CAMBRIDGE, Mass., March 03, 2022 (GLOBE NEWSWIRE) — Fulcrum Therapeutics, Inc. (Nasdaq: FULC), a clinical-stage biopharmaceutical company focused on improving the lives of patients with genetically defined rare diseases, today announced its plans to initiate REACH, a Phase 3 clinical trial of losmapimod in people with facioscapulohumeral muscular dystrophy (FSHD), in the second quarter of 2022. FSHD is a serious, rare, progressive and debilitating disease for which there are no approved treatments. It is characterized by fat infiltration of skeletal muscle leading to muscular atrophy involving the face, scapula and shoulders, upper arms, and abdomen.
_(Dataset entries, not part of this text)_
//! Compile configuration builders.
//!
//! [`Options`] configures a path-based compile; [`StringOptions`] wraps
//! it with the extra knobs a string entry point has (syntax, URL, and an
//! entry-point importer). Registration-time validation (signature
//! parsing, importer table construction) happens at compile entry, so
//! setters never fail.

use std::fmt;
use std::path::PathBuf;
use std::sync::Arc;

use cascade_proto::{OutputStyle, Syntax};

use crate::error::BoxError;
use crate::functions::CustomFunction;
use crate::importers::{FileImporter, Importer, ImporterEntry};
use crate::logger::Logger;
use crate::value::Value;

/// Configuration shared by every compile entry point.
#[must_use = "Options do nothing until passed to a compile call"]
pub struct Options {
    /// Output style.
    pub(crate) style: OutputStyle,
    /// Generate a source map.
    pub(crate) source_map: bool,
    /// Embed full source text in the source map.
    pub(crate) source_map_include_sources: bool,
    /// Filesystem load paths, consulted after explicit importers.
    pub(crate) load_paths: Vec<PathBuf>,
    /// Import resolution chain, in registration order.
    pub(crate) importers: Vec<ImporterEntry>,
    /// Custom functions as `(signature, callback)` pairs.
    pub(crate) functions: Vec<(String, Arc<CustomFunction>)>,
    /// Log event receiver; defaults to [`crate::DefaultLogger`].
    pub(crate) logger: Option<Arc<dyn Logger>>,
    /// Suppress warnings from dependency stylesheets.
    pub(crate) quiet_deps: bool,
    /// Emit all deprecation warnings, even repeated ones.
    pub(crate) verbose: bool,
    /// Permit a leading `@charset`/BOM in the output.
    pub(crate) charset: bool,
    /// Restrict compiler messages to ASCII.
    pub(crate) alert_ascii: bool,
    /// Permit terminal colors in compiler messages.
    pub(crate) alert_color: bool,
}

impl Default for Options {
    fn default() -> Self {
        Self {
            style: OutputStyle::Expanded,
            source_map: false,
            source_map_include_sources: false,
            load_paths: Vec::new(),
            importers: Vec::new(),
            functions: Vec::new(),
            logger: None,
            quiet_deps: false,
            verbose: false,
            charset: true,
            alert_ascii: false,
            alert_color: false,
        }
    }
}

impl fmt::Debug for Options {
    fn fmt(&self, f: &mut fmt::Formatter<'_>) -> fmt::Result {
        f.debug_struct("Options")
            .field("style", &self.style)
            .field("source_map", &self.source_map)
            .field("load_paths", &self.load_paths)
            .field("importers", &self.importers.len())
            .field("functions", &self.functions.len())
            .finish_non_exhaustive()
    }
}

impl Options {
    /// Default options: expanded output, no source map, no importers.
    pub fn new() -> Self {
        Self::default()
    }

    /// Sets the output style.
    pub fn style(mut self, style: OutputStyle) -> Self {
        self.style = style;
        self
    }

    /// Enables or disables source map generation.
    pub fn source_map(mut self, enabled: bool) -> Self {
        self.source_map = enabled;
        self
    }

    /// Embeds full source text in the source map.
    pub fn source_map_include_sources(mut self, enabled: bool) -> Self {
        self.source_map_include_sources = enabled;
        self
    }

    /// Appends a filesystem load path.
    pub fn load_path(mut self, path: impl Into<PathBuf>) -> Self {
        self.load_paths.push(path.into());
        self
    }

    /// Appends a canonicalizing importer to the resolution chain.
    pub fn importer(mut self, importer: Arc<dyn Importer>) -> Self {
        self.importers.push(ImporterEntry::Importer(importer));
        self
    }

    /// Appends a file importer to the resolution chain.
    pub fn file_importer(mut self, importer: Arc<dyn FileImporter>) -> Self {
        self.importers.push(ImporterEntry::FileImporter(importer));
        self
    }

    /// Appends an arbitrary resolution chain entry.
    pub fn importer_entry(mut self, entry: ImporterEntry) -> Self {
        self.importers.push(entry);
        self
    }

    /// Registers a custom function under a `"name($params)"` signature.
    ///
    /// The signature is validated when the compile starts; an invalid
    /// one fails the compile call with a host error before any work
    /// reaches the compiler.
    pub fn function<F>(mut self, signature: impl Into<String>, callback: F) -> Self
    where
        F: Fn(&[Value]) -> std::result::Result<Value, BoxError> + Send + Sync + 'static,
    {
        self.functions.push((signature.into(), Arc::new(callback)));
        self
    }

    /// Sets the log event receiver.
    pub fn logger(mut self, logger: Arc<dyn Logger>) -> Self {
        self.logger = Some(logger);
        self
    }

    /// Suppresses warnings from dependency stylesheets.
    pub fn quiet_deps(mut self, enabled: bool) -> Self {
        self.quiet_deps = enabled;
        self
    }

    /// Emits all deprecation warnings, even repeated ones.
    pub fn verbose(mut self, enabled: bool) -> Self {
        self.verbose = enabled;
        self
    }

    /// Permits a leading `@charset`/BOM in the output.
    pub fn charset(mut self, enabled: bool) -> Self {
        self.charset = enabled;
        self
    }

    /// Restricts compiler messages to ASCII.
    pub fn alert_ascii(mut self, enabled: bool) -> Self {
        self.alert_ascii = enabled;
        self
    }

    /// Permits terminal colors in compiler messages.
    pub fn alert_color(mut self, enabled: bool) -> Self {
        self.alert_color = enabled;
        self
    }
}

/// Configuration for compiling source text held by the host.
#[must_use = "StringOptions do nothing until passed to compile_string"]
#[derive(Debug, Default)]
pub struct StringOptions {
    /// Shared options.
    pub(crate) options: Options,
    /// Syntax of the source text.
    pub(crate) syntax: Syntax,
    /// Canonical URL of the entry point.
    pub(crate) url: Option<String>,
    /// Importer used to resolve relative loads from the entry point.
    pub(crate) input_importer: Option<ImporterEntry>,
}

impl StringOptions {
    /// Default string options: SCSS syntax, no URL, no entry importer.
    pub fn new() -> Self {
        Self::default()
    }

    /// Replaces the shared options.
    pub fn options(mut self, options: Options) -> Self {
        self.options = options;
        self
    }

    /// Sets the syntax of the source text.
    pub fn syntax(mut self, syntax: Syntax) -> Self {
        self.syntax = syntax;
        self
    }

    /// Sets the canonical URL of the entry point.
    pub fn url(mut self, url: impl Into<String>) -> Self {
        self.url = Some(url.into());
        self
    }

    /// Sets the importer that resolves relative loads from the entry
    /// point. It takes precedence over the importer list for relative
    /// URLs only and always receives its own importer id.
    pub fn input_importer(mut self, importer: Arc<dyn Importer>) -> Self {
        self.input_importer = Some(ImporterEntry::Importer(importer));
        self
    }

    /// Sets a file importer as the entry-point importer.
    pub fn input_file_importer(mut self, importer: Arc<dyn FileImporter>) -> Self {
        self.input_importer = Some(ImporterEntry::FileImporter(importer));
        self
    }
}
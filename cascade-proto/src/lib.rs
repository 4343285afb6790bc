//! Wire protocol for cascade host↔compiler communication.
//!
//! Envelopes are serialized with [`postcard`] and framed with a base-128
//! varint length prefix, matching the embedded compiler's stdin/stdout
//! contract. The host sends [`InboundMessage`]s and receives
//! [`OutboundMessage`]s; each callback request/response pair is correlated
//! by a per-compilation request id.

mod codec;
mod message;
pub mod varint;

pub use codec::{recv, send};
pub use message::{
    Calculation, CalculationOperator, CalculationValue, CanonicalizeRequest, CanonicalizeResponse,
    CanonicalizeResult, CompileFailure, CompileInput, CompileRequest, CompileResponse,
    CompileResult, CompileSuccess, FileImportRequest, FileImportResponse, FileImportResult,
    FunctionCallRequest, FunctionCallResponse, FunctionCallResult, ImportRequest, ImportResponse,
    ImportResult, ImportSuccess, ImporterSpec, InboundMessage, ListSeparator, LogEvent, LogLevel,
    MapEntry, OutboundMessage, OutputStyle, PROTOCOL_ERROR_ID, ProtocolError, ProtocolErrorKind,
    SourceLocation, SourceSpan, StringInput, Syntax, Value, VersionRequest, VersionResponse,
};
Impact on patients includes profound decreases in the ability to perform activities of daily living, loss of upper limb function, loss of mobility and independence, and chronic pain.

“We are excited to advance losmapimod into the REACH Phase 3 trial for FSHD,” said Bryan Stuart, Fulcrum’s president and chief executive officer. “Results from the Phase 2b clinical trial demonstrated that losmapimod slowed disease progression and improved function in people with FSHD. Based on these data as well as insights gained from the trial on optimal measures of disease progression, we aligned with regulators, including the FDA, on key aspects of the design of the REACH trial. With positive data, we expect REACH to be the basis for approval. This marks a significant milestone for FSHD patients and caregivers, and Fulcrum remains committed to serving the FSHD community.”

“There are no approved therapies for FSHD, and there is a clear and urgent need for a treatment to slow or stop disease progression,” said Nicholas Johnson, MD, M.Sci., FAAN, associate professor, division chief of neuromuscular, and vice chair of research in the department of neurology at Virginia Commonwealth University. “For people with FSHD, every day without a treatment is another day that they may lose strength, the ability to lift their arms, or walk unassisted. Losmapimod is the first and only investigational medicine in clinical development. The data to date are very promising, showing meaningful clinical benefit and a well-established safety and tolerability profile. I look forward to further investigating losmapimod in the REACH trial.”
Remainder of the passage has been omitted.